China has set a growth target of 5 per cent for 2025 despite mounting American tariffs and announced a 7.2 per cent increase in its defence budget as Beijing continues to build a larger military to assert territorial claims in Asia.
Chinese premier Li Qiang announced the optimistic target on Wednesday and delivered the government’s annual work report to the national parliament or the National People’s Congress.
The government has set 2025’s fiscal deficit target to around 4 per cent of the GDP, a jump from 3 per cent last year and the highest level in more than three decades.
Beijing has set the surveyed urban unemployment rate at around 5.5 per cent for this year, while the CPI is set at around 2 per cent, according to Chinese state media Global Times.
The Chinese government report has outlined plans to issue 1.3 trillion yuan (£142bn) of ultra-long special treasury bonds, up 300bn yuan (£32bn) from last year.
China will also issue 4.4 trillion yuan (£479bn) of local government special-purpose bonds in 2025, which makes it an increase of 500bn yuan over last year.
Chinese president Xi Jinping, who oversees the armed forces, has attempted to force through major reforms and removed senior military leaders including two former defence ministers and the head of the missile corps.
“In proposing these targets, we have considered evolving dynamics both at home and abroad and other relevant factors, including both what is needed and what is possible,” the report said.
The government, in its report, added that a “target of around 5 per cent is well aligned with our mid- and long-term development goals and underscores our resolve to meet difficulties head-on and strive hard to deliver”.
Premier Li outlined his draft for boosting China’s economy shortly before US president Donald Trump delivered his address to Congress, where he made his tariff policy the centre point of his talk.
A day earlier, the trade war between two nations intensified as China imposed up to 15 per cent tariffs on US agricultural goods in retaliation against Mr Trump’s additional 10 per cent levies on Chinese goods.
The work report outlined a slew of policy measures including adopting a more proactive fiscal policy and applying an appropriately accommodative monetary policy.
Chinese officials who drafted the government report told reporters that the 5 per cent growth target would require “very arduous work” to achieve due to growing external uncertainties.
Premier Li said the target “underscores our resolve to meet difficulties head-on and strive hard to deliver”.
“In setting the growth rate at around 5 per cent, we have taken into account the need to stabilise employment, prevent risks, and improve the people’s wellbeing.”
Beijing revised down its annual consumer price inflation target to around 2 per cent, the lowest in more than 20 years, in what is seen as an apparent acknowledgement of a sluggish domestic demand.
“It’s an ambitious growth target, and it means the authorities will still need to support growth,” Raymond Yeung, chief economist for Greater China at Australia & New Zealand Banking Group, told Bloomberg. “This number reflects authorities are determined to support growth against the backdrop of external uncertainties and trade tensions with the US.”
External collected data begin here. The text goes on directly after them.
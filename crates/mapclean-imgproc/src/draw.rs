use mapclean_image::Image;

use crate::hough::LineSegment;

#[inline]
fn set_pixel<const C: usize>(img: &mut Image<u8, C>, x: i64, y: i64, color: [u8; C]) {
    if x >= 0 && x < img.cols() as i64 && y >= 0 && y < img.rows() as i64 {
        let start = (y as usize * img.cols() + x as usize) * C;
        img.as_slice_mut()[start..start + C].copy_from_slice(&color);
    }
}

/// Draws a line on an image inplace using Bresenham's line algorithm.
///
/// Every point of the line is stamped with a `thickness` x `thickness` square,
/// so a thickness of 2 covers two pixels across. Pixels outside the image are skipped.
///
/// # Arguments
///
/// * `img` - The image to draw on.
/// * `p0` - The start point of the line as a tuple of (x, y).
/// * `p1` - The end point of the line as a tuple of (x, y).
/// * `color` - The color of the line as an array of `C` elements.
/// * `thickness` - The thickness of the line, `0` draws nothing.
pub fn draw_line<const C: usize>(
    img: &mut Image<u8, C>,
    p0: (i64, i64),
    p1: (i64, i64),
    color: [u8; C],
    thickness: usize,
) {
    if thickness == 0 {
        return;
    }

    let (mut x0, mut y0) = p0;
    let (x1, y1) = p1;

    let dx = (x1 - x0).abs();
    let dy = (y1 - y0).abs();
    let sx = if x0 < x1 { 1 } else { -1 };
    let sy = if y0 < y1 { 1 } else { -1 };
    let mut err = dx - dy;

    let t = thickness as i64;
    let lo = -(t - 1) / 2;
    let hi = t / 2;

    loop {
        for oy in lo..=hi {
            for ox in lo..=hi {
                set_pixel(img, x0 + ox, y0 + oy, color);
            }
        }

        if x0 == x1 && y0 == y1 {
            break;
        }

        let e2 = 2 * err;
        if e2 > -dy {
            err -= dy;
            x0 += sx;
        }
        if e2 < dx {
            err += dx;
            y0 += sy;
        }
    }
}

/// Draws every segment of `lines` with the same color and thickness.
pub fn draw_segments<const C: usize>(
    img: &mut Image<u8, C>,
    lines: &[LineSegment],
    color: [u8; C],
    thickness: usize,
) {
    for line in lines {
        draw_line(
            img,
            (line.x1 as i64, line.y1 as i64),
            (line.x2 as i64, line.y2 as i64),
            color,
            thickness,
        );
    }
}

#[cfg(test)]
mod tests {
    use super::*;
    use mapclean_image::ImageError;

    #[rustfmt::skip]
    #[test]
    fn test_draw_line() -> Result<(), ImageError> {
        let mut img = Image::<u8, 1>::new(
            [5, 5].into(),
            vec![0u8; 25],
        )?;
        draw_line(&mut img, (0, 0), (4, 4), [255], 1);
        assert_eq!(
            img.as_slice(),
            vec![
                255,   0,   0,   0,   0,
                  0, 255,   0,   0,   0,
                  0,   0, 255,   0,   0,
                  0,   0,   0, 255,   0,
                  0,   0,   0,   0, 255,
            ]
        );
        Ok(())
    }

    #[rustfmt::skip]
    #[test]
    fn test_draw_thick_line_clipped() -> Result<(), ImageError> {
        let mut img = Image::<u8, 1>::new([5, 4].into(), vec![0u8; 20])?;
        draw_line(&mut img, (1, 3), (3, 3), [9], 2);
        assert_eq!(
            img.as_slice(),
            vec![
                0, 0, 0, 0, 0,
                0, 0, 0, 0, 0,
                0, 0, 0, 0, 0,
                0, 9, 9, 9, 9,
            ]
        );
        Ok(())
    }

    #[test]
    fn test_draw_segments_rgb() -> Result<(), ImageError> {
        let mut img = Image::<u8, 3>::from_size_val([4, 4].into(), 0)?;
        let lines = [LineSegment {
            x1: 0,
            y1: 1,
            x2: 3,
            y2: 1,
        }];
        draw_segments(&mut img, &lines, [0, 255, 0], 2);

        assert_eq!(*img.get_pixel(2, 1, 1)?, 255);
        assert_eq!(*img.get_pixel(2, 2, 1)?, 255);
        assert_eq!(*img.get_pixel(2, 0, 1)?, 0);
        assert_eq!(*img.get_pixel(2, 1, 0)?, 0);
        Ok(())
    }
}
China’s military boost is the same percentage as last year and far below the double-digit percentage increases of previous years and reflecting an overall slowdown in the economy. China’s military spending remains the second largest behind the US and it already has the world’s largest navy.
The Pentagon and many experts say China’s total spending on defence may be 40 per cent higher or more because of items included under other budgets.
Tensions with the US, Taiwan, Japan and neighbours who have overlapping claims to the crucial South China Sea are seen as driving spending on increasingly high-tech military technologies. Those include stealth fighters, the country’s three – soon to be four – aircraft carriers, and a broad expansion of its nuclear arsenal.
China generally ascribes the budget increases to exercises and maintenance and improving the lives of its two million service people.
The People’s Liberation Army – the military branch of the ruling Communist Party – has built bases on artificial islands in the South China Sea but its main objective is asserting Chinese control over the self-governing island of Taiwan, which Beijing claims as its own territory.
Premier Li told the nearly 3,000 party loyalists that China still preferred a peaceful solution to the Taiwan issue, but “resolutely opposes” those pushing for Taiwan’s formal independence and their foreign supporters.
“We will firmly advance the cause of China’s reunification and work with our fellow Chinese in Taiwan to realise the glorious cause of the rejuvenation of the Chinese nation,” Li said.